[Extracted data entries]
******
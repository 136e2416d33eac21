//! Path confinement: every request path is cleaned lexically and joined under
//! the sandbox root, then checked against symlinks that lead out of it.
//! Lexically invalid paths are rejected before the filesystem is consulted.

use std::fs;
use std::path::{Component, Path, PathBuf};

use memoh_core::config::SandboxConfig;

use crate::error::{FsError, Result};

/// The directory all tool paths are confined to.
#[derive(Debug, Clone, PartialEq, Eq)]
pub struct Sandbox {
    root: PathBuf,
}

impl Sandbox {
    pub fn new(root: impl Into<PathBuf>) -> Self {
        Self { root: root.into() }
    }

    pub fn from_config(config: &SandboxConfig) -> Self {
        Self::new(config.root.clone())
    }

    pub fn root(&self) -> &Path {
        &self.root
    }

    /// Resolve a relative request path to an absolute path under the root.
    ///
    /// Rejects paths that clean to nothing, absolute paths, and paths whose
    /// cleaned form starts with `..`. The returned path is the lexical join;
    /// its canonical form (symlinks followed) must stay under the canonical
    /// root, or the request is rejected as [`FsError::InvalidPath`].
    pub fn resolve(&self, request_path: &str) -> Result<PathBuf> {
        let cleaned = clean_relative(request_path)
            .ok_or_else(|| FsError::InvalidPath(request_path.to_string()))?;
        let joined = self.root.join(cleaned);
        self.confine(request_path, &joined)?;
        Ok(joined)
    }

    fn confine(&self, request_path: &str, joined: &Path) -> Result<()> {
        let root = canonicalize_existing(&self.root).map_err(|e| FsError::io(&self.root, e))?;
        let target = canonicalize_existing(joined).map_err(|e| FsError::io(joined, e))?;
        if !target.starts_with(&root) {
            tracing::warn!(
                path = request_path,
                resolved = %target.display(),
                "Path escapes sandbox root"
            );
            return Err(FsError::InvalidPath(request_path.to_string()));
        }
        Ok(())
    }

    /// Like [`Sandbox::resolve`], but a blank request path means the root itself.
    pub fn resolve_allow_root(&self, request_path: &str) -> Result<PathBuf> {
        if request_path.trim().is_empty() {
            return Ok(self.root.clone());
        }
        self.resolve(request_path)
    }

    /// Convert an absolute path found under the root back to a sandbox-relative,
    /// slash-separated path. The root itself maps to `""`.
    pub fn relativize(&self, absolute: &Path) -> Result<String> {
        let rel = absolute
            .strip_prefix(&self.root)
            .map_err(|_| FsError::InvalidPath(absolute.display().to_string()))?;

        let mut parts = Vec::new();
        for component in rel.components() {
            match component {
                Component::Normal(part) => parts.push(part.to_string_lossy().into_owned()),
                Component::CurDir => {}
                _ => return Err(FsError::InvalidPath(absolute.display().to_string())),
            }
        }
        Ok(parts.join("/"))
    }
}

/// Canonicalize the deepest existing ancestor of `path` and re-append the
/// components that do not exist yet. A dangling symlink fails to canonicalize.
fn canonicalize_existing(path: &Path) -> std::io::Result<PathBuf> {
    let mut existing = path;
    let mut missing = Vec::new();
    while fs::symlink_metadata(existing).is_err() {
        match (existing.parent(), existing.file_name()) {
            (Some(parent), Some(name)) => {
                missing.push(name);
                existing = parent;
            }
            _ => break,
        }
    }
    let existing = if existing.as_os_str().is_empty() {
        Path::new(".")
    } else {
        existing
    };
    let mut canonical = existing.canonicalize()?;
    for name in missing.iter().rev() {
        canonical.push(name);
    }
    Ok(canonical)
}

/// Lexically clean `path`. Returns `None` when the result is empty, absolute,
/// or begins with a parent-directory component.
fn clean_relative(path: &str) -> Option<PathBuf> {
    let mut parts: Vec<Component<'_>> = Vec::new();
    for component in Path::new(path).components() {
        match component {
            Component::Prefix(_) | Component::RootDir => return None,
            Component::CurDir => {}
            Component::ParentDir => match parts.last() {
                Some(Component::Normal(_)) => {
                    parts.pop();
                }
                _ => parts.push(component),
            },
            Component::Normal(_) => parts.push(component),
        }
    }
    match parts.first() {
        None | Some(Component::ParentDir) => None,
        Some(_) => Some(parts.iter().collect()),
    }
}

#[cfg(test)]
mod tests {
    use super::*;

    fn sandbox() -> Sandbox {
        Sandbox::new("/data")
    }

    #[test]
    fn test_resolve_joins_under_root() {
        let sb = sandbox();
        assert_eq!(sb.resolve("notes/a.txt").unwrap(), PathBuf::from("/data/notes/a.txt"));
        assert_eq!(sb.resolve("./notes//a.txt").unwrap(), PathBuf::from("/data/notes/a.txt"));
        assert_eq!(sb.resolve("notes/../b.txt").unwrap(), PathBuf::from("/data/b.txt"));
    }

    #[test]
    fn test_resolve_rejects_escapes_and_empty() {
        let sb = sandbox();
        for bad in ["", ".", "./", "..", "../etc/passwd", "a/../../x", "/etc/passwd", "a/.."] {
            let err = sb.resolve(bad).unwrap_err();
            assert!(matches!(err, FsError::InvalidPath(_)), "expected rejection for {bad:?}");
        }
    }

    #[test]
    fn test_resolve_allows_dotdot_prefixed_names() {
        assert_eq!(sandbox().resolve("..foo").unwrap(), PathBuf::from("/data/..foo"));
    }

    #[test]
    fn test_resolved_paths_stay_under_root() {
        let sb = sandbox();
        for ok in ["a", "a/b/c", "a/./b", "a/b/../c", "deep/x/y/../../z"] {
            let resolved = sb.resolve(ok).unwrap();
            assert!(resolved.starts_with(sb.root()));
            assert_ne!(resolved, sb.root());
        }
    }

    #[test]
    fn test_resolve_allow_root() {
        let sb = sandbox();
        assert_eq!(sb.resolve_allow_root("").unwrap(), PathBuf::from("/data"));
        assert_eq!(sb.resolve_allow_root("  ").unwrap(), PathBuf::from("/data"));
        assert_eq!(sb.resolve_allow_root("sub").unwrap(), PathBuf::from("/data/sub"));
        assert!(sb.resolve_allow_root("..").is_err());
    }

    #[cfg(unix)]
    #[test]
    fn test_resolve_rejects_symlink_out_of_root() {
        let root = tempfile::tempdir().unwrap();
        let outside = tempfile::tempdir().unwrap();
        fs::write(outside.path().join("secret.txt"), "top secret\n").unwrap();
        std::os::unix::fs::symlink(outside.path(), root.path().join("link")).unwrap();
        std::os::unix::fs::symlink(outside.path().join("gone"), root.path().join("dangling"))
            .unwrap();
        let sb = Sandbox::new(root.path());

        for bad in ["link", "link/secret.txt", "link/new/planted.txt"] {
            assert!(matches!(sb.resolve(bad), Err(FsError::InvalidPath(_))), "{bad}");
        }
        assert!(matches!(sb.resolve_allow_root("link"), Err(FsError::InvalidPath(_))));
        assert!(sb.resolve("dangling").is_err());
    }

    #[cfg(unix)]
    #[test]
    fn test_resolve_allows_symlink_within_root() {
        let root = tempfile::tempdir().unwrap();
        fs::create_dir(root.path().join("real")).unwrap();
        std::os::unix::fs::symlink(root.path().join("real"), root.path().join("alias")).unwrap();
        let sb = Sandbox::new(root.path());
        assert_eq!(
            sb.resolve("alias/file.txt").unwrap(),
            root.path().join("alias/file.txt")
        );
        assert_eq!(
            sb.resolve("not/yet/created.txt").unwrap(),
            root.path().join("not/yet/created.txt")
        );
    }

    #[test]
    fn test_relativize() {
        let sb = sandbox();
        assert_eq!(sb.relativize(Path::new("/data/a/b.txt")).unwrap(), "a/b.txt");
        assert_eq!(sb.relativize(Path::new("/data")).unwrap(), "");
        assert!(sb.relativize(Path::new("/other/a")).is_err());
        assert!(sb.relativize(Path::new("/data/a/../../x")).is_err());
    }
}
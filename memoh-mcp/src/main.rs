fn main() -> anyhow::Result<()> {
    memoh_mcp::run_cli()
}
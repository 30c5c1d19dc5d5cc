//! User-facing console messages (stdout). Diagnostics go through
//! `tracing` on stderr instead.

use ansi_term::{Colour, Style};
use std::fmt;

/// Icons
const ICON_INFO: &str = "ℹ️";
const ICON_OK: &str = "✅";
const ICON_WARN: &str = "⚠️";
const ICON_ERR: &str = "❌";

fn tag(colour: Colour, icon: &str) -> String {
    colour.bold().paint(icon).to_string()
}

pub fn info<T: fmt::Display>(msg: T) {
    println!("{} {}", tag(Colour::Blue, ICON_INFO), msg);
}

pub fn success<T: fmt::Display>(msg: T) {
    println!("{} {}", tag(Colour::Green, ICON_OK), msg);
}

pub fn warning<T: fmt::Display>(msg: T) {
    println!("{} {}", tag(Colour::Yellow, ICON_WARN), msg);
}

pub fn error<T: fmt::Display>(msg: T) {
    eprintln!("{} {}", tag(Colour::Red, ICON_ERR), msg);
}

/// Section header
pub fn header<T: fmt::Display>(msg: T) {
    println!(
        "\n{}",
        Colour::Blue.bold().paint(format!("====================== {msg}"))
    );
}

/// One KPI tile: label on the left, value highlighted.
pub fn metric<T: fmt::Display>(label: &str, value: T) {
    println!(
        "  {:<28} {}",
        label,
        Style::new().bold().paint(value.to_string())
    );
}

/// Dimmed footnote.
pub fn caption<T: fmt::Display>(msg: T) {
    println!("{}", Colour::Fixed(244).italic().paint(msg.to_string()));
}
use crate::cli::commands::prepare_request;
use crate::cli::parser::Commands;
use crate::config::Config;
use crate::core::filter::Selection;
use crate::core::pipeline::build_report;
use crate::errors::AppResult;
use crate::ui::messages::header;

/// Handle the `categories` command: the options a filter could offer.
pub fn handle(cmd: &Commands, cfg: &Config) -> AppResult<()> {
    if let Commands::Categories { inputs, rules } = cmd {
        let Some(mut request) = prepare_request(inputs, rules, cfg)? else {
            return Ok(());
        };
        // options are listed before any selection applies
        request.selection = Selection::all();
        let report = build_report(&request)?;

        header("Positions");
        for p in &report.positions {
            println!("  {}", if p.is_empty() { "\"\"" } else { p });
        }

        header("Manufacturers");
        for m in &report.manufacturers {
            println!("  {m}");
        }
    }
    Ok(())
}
******
What the task requires: Go through the lines above. Select every one that has the string "secret".

Answer section:
        fs::write(outside.path().join("secret.txt"), "top secret\n").unwrap();
        for bad in ["link", "link/secret.txt", "link/new/planted.txt"] {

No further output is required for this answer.